§ **ASSIGNED TASK**: Retype the data exactly. Spelling and punctuation stay as they are.

§ **PROVIDED RECORDS**:

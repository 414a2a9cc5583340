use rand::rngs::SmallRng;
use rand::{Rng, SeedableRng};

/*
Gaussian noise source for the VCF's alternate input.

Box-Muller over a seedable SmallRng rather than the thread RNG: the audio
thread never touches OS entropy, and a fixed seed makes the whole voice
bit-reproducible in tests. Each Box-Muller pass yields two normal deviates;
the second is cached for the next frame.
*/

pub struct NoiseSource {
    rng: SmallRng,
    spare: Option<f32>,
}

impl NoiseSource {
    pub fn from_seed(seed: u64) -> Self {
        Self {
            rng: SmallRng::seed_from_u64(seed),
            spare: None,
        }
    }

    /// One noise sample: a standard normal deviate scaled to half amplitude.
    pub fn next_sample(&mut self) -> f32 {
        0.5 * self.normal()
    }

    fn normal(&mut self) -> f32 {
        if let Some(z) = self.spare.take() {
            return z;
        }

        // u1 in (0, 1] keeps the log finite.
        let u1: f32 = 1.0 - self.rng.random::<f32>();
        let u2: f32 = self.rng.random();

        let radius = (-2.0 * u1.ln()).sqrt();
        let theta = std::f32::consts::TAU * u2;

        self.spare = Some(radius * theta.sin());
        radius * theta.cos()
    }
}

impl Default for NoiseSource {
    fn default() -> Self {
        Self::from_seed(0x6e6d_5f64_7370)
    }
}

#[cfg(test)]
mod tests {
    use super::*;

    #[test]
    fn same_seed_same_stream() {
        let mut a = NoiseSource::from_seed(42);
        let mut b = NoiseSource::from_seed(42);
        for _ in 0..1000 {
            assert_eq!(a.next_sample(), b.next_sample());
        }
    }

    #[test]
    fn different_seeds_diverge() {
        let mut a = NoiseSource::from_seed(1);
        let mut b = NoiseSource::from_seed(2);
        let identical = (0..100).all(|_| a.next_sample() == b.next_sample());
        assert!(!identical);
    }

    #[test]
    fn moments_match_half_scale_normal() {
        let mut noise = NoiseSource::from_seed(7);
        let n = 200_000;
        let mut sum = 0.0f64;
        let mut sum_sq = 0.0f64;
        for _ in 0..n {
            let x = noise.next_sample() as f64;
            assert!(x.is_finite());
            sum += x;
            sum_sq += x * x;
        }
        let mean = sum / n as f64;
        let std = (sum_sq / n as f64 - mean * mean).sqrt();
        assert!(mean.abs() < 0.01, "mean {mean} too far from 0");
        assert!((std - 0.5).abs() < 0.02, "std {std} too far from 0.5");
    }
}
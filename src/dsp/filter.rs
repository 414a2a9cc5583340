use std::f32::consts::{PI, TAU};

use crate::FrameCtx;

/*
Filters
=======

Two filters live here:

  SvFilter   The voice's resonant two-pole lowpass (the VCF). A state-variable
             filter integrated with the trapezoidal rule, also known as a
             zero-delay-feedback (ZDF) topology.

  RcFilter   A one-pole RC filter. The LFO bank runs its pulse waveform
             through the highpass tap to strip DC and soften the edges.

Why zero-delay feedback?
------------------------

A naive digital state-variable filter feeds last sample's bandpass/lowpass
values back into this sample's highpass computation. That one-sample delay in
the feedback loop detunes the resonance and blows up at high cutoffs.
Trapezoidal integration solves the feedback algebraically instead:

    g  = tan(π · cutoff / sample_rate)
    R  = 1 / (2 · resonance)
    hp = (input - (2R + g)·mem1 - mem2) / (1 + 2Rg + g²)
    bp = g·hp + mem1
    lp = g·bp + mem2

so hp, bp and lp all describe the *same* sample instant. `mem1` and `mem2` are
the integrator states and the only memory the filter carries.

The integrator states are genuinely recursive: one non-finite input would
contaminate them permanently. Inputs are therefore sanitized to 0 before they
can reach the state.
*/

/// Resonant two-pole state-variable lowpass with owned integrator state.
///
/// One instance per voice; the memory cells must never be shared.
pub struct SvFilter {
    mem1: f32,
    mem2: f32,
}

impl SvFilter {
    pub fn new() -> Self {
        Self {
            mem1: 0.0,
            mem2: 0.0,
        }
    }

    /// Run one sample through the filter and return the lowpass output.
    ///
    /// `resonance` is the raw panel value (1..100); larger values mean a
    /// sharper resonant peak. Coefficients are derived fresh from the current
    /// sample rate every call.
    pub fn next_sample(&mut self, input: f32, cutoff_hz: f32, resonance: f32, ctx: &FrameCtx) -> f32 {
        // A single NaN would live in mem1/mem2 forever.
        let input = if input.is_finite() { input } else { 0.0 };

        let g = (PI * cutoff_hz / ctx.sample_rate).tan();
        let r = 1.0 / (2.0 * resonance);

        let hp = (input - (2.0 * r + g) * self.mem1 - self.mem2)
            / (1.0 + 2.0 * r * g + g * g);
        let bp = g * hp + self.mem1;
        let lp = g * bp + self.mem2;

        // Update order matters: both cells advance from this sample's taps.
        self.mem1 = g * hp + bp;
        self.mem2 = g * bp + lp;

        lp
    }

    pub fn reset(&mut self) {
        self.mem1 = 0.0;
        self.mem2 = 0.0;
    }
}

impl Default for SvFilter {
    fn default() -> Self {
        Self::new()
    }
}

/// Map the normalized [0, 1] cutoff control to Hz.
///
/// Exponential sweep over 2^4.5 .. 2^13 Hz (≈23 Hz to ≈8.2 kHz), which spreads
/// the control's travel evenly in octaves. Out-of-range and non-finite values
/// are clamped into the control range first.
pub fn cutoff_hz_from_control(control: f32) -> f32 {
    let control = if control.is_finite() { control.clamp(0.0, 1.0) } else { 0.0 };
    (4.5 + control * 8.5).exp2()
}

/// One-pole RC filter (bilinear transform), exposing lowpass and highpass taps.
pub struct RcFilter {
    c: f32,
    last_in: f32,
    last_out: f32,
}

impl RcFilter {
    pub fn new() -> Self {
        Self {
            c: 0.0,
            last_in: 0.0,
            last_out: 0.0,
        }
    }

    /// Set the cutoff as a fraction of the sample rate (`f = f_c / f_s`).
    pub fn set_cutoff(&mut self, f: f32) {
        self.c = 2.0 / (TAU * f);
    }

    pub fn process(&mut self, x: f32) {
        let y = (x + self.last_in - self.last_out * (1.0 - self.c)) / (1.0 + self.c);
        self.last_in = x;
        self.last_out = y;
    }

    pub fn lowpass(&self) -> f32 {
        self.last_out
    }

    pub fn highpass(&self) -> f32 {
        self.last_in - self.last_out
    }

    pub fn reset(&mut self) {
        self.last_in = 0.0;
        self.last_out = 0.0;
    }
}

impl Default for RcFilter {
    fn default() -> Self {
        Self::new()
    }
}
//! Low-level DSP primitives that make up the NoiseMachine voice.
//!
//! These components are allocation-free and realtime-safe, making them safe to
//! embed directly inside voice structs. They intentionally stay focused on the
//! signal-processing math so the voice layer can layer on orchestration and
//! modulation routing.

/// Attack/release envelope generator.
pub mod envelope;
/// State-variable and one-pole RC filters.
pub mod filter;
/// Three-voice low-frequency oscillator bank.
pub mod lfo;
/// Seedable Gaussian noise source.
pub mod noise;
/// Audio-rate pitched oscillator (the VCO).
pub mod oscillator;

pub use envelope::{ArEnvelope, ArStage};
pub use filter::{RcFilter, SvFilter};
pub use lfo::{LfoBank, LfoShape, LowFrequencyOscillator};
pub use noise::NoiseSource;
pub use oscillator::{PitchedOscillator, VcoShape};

§ **TASK SOLUTION**:
repository 414a2a9cc5583340
use rand::rngs::SmallRng;
use rand::{Rng, SeedableRng};

/*
Gaussian noise source for the VCF's alternate input.

Box-Muller over a seedable SmallRng rather than the thread RNG: the audio
thread never touches OS entropy, and a fixed seed makes the whole voice
bit-reproducible in tests. Each Box-Muller pass yields two normal deviates;
the second is cached for the next frame.
*/

pub struct NoiseSource {
    rng: SmallRng,
    spare: Option<f32>,
}

impl NoiseSource {
    pub fn from_seed(seed: u64) -> Self {
        Self {
            rng: SmallRng::seed_from_u64(seed),
            spare: None,
        }
    }

    /// One noise sample: a standard normal deviate scaled to half amplitude.
    pub fn next_sample(&mut self) -> f32 {
        0.5 * self.normal()
    }

    fn normal(&mut self) -> f32 {
        if let Some(z) = self.spare.take() {
            return z;
        }

        // u1 in (0, 1] keeps the log finite.
        let u1: f32 = 1.0 - self.rng.random::<f32>();
        let u2: f32 = self.rng.random();

        let radius = (-2.0 * u1.ln()).sqrt();
        let theta = std::f32::consts::TAU * u2;

        self.spare = Some(radius * theta.sin());
        radius * theta.cos()
    }
}

impl Default for NoiseSource {
    fn default() -> Self {
        Self::from_seed(0x6e6d_5f64_7370)
    }
}

#[cfg(test)]
mod tests {
    use super::*;

    #[test]
    fn same_seed_same_stream() {
        let mut a = NoiseSource::from_seed(42);
        let mut b = NoiseSource::from_seed(42);
        for _ in 0..1000 {
            assert_eq!(a.next_sample(), b.next_sample());
        }
    }

    #[test]
    fn different_seeds_diverge() {
        let mut a = NoiseSource::from_seed(1);
        let mut b = NoiseSource::from_seed(2);
        let identical = (0..100).all(|_| a.next_sample() == b.next_sample());
        assert!(!identical);
    }

    #[test]
    fn moments_match_half_scale_normal() {
        let mut noise = NoiseSource::from_seed(7);
        let n = 200_000;
        let mut sum = 0.0f64;
        let mut sum_sq = 0.0f64;
        for _ in 0..n {
            let x = noise.next_sample() as f64;
            assert!(x.is_finite());
            sum += x;
            sum_sq += x * x;
        }
        let mean = sum / n as f64;
        let std = (sum_sq / n as f64 - mean * mean).sqrt();
        assert!(mean.abs() < 0.01, "mean {mean} too far from 0");
        assert!((std - 0.5).abs() < 0.02, "std {std} too far from 0.5");
    }
}
filename src/dsp/filter.rs
repository 414a2a9cc5583340
use std::f32::consts::{PI, TAU};

use crate::FrameCtx;

/*
Filters
=======

Two filters live here:

  SvFilter   The voice's resonant two-pole lowpass (the VCF). A state-variable
             filter integrated with the trapezoidal rule, also known as a
             zero-delay-feedback (ZDF) topology.

  RcFilter   A one-pole RC filter. The LFO bank runs its pulse waveform
             through the highpass tap to strip DC and soften the edges.

Why zero-delay feedback?
------------------------

A naive digital state-variable filter feeds last sample's bandpass/lowpass
values back into this sample's highpass computation. That one-sample delay in
the feedback loop detunes the resonance and blows up at high cutoffs.
Trapezoidal integration solves the feedback algebraically instead:

    g  = tan(π · cutoff / sample_rate)
    R  = 1 / (2 · resonance)
    hp = (input - (2R + g)·mem1 - mem2) / (1 + 2Rg + g²)
    bp = g·hp + mem1
    lp = g·bp + mem2

so hp, bp and lp all describe the *same* sample instant. `mem1` and `mem2` are
the integrator states and the only memory the filter carries.

The integrator states are genuinely recursive: one non-finite input would
contaminate them permanently. Inputs are therefore sanitized to 0 before they
can reach the state.
*/

/// Resonant two-pole state-variable lowpass with owned integrator state.
///
/// One instance per voice; the memory cells must never be shared.
pub struct SvFilter {
    mem1: f32,
    mem2: f32,
}

impl SvFilter {
    pub fn new() -> Self {
        Self {
            mem1: 0.0,
            mem2: 0.0,
        }
    }

    /// Run one sample through the filter and return the lowpass output.
    ///
    /// `resonance` is the raw panel value (1..100); larger values mean a
    /// sharper resonant peak. Coefficients are derived fresh from the current
    /// sample rate every call.
    pub fn next_sample(&mut self, input: f32, cutoff_hz: f32, resonance: f32, ctx: &FrameCtx) -> f32 {
        // A single NaN would live in mem1/mem2 forever.
        let input = if input.is_finite() { input } else { 0.0 };

        let g = (PI * cutoff_hz / ctx.sample_rate).tan();
        let r = 1.0 / (2.0 * resonance);

        let hp = (input - (2.0 * r + g) * self.mem1 - self.mem2)
            / (1.0 + 2.0 * r * g + g * g);
        let bp = g * hp + self.mem1;
        let lp = g * bp + self.mem2;

        // Update order matters: both cells advance from this sample's taps.
        self.mem1 = g * hp + bp;
        self.mem2 = g * bp + lp;

        lp
    }

    pub fn reset(&mut self) {
        self.mem1 = 0.0;
        self.mem2 = 0.0;
    }
}

impl Default for SvFilter {
    fn default() -> Self {
        Self::new()
    }
}

/// Map the normalized [0, 1] cutoff control to Hz.
///
/// Exponential sweep over 2^4.5 .. 2^13 Hz (≈23 Hz to ≈8.2 kHz), which spreads
/// the control's travel evenly in octaves. Out-of-range and non-finite values
/// are clamped into the control range first.
pub fn cutoff_hz_from_control(control: f32) -> f32 {
    let control = if control.is_finite() { control.clamp(0.0, 1.0) } else { 0.0 };
    (4.5 + control * 8.5).exp2()
}

/// One-pole RC filter (bilinear transform), exposing lowpass and highpass taps.
pub struct RcFilter {
    c: f32,
    last_in: f32,
    last_out: f32,
}

impl RcFilter {
    pub fn new() -> Self {
        Self {
            c: 0.0,
            last_in: 0.0,
            last_out: 0.0,
        }
    }

    /// Set the cutoff as a fraction of the sample rate (`f = f_c / f_s`).
    pub fn set_cutoff(&mut self, f: f32) {
        self.c = 2.0 / (TAU * f);
    }

    pub fn process(&mut self, x: f32) {
        let y = (x + self.last_in - self.last_out * (1.0 - self.c)) / (1.0 + self.c);
        self.last_in = x;
        self.last_out = y;
    }

    pub fn lowpass(&self) -> f32 {
        self.last_out
    }

    pub fn highpass(&self) -> f32 {
        self.last_in - self.last_out
    }

    pub fn reset(&mut self) {
        self.last_in = 0.0;
        self.last_out = 0.0;
    }
}

impl Default for RcFilter {
    fn default() -> Self {
        Self::new()
    }
}
//! Low-level DSP primitives that make up the NoiseMachine voice.
//!
//! These components are allocation-free and realtime-safe, making them safe to
//! embed directly inside voice structs. They intentionally stay focused on the
//! signal-processing math so the voice layer can layer on orchestration and
//! modulation routing.

/// Attack/release envelope generator.
pub mod envelope;
/// State-variable and one-pole RC filters.
pub mod filter;
/// Three-voice low-frequency oscillator bank.
pub mod lfo;
/// Seedable Gaussian noise source.
pub mod noise;
/// Audio-rate pitched oscillator (the VCO).
pub mod oscillator;

pub use envelope::{ArEnvelope, ArStage};
pub use filter::{RcFilter, SvFilter};
pub use lfo::{LfoBank, LfoShape, LowFrequencyOscillator};
pub use noise::NoiseSource;
pub use oscillator::{PitchedOscillator, VcoShape};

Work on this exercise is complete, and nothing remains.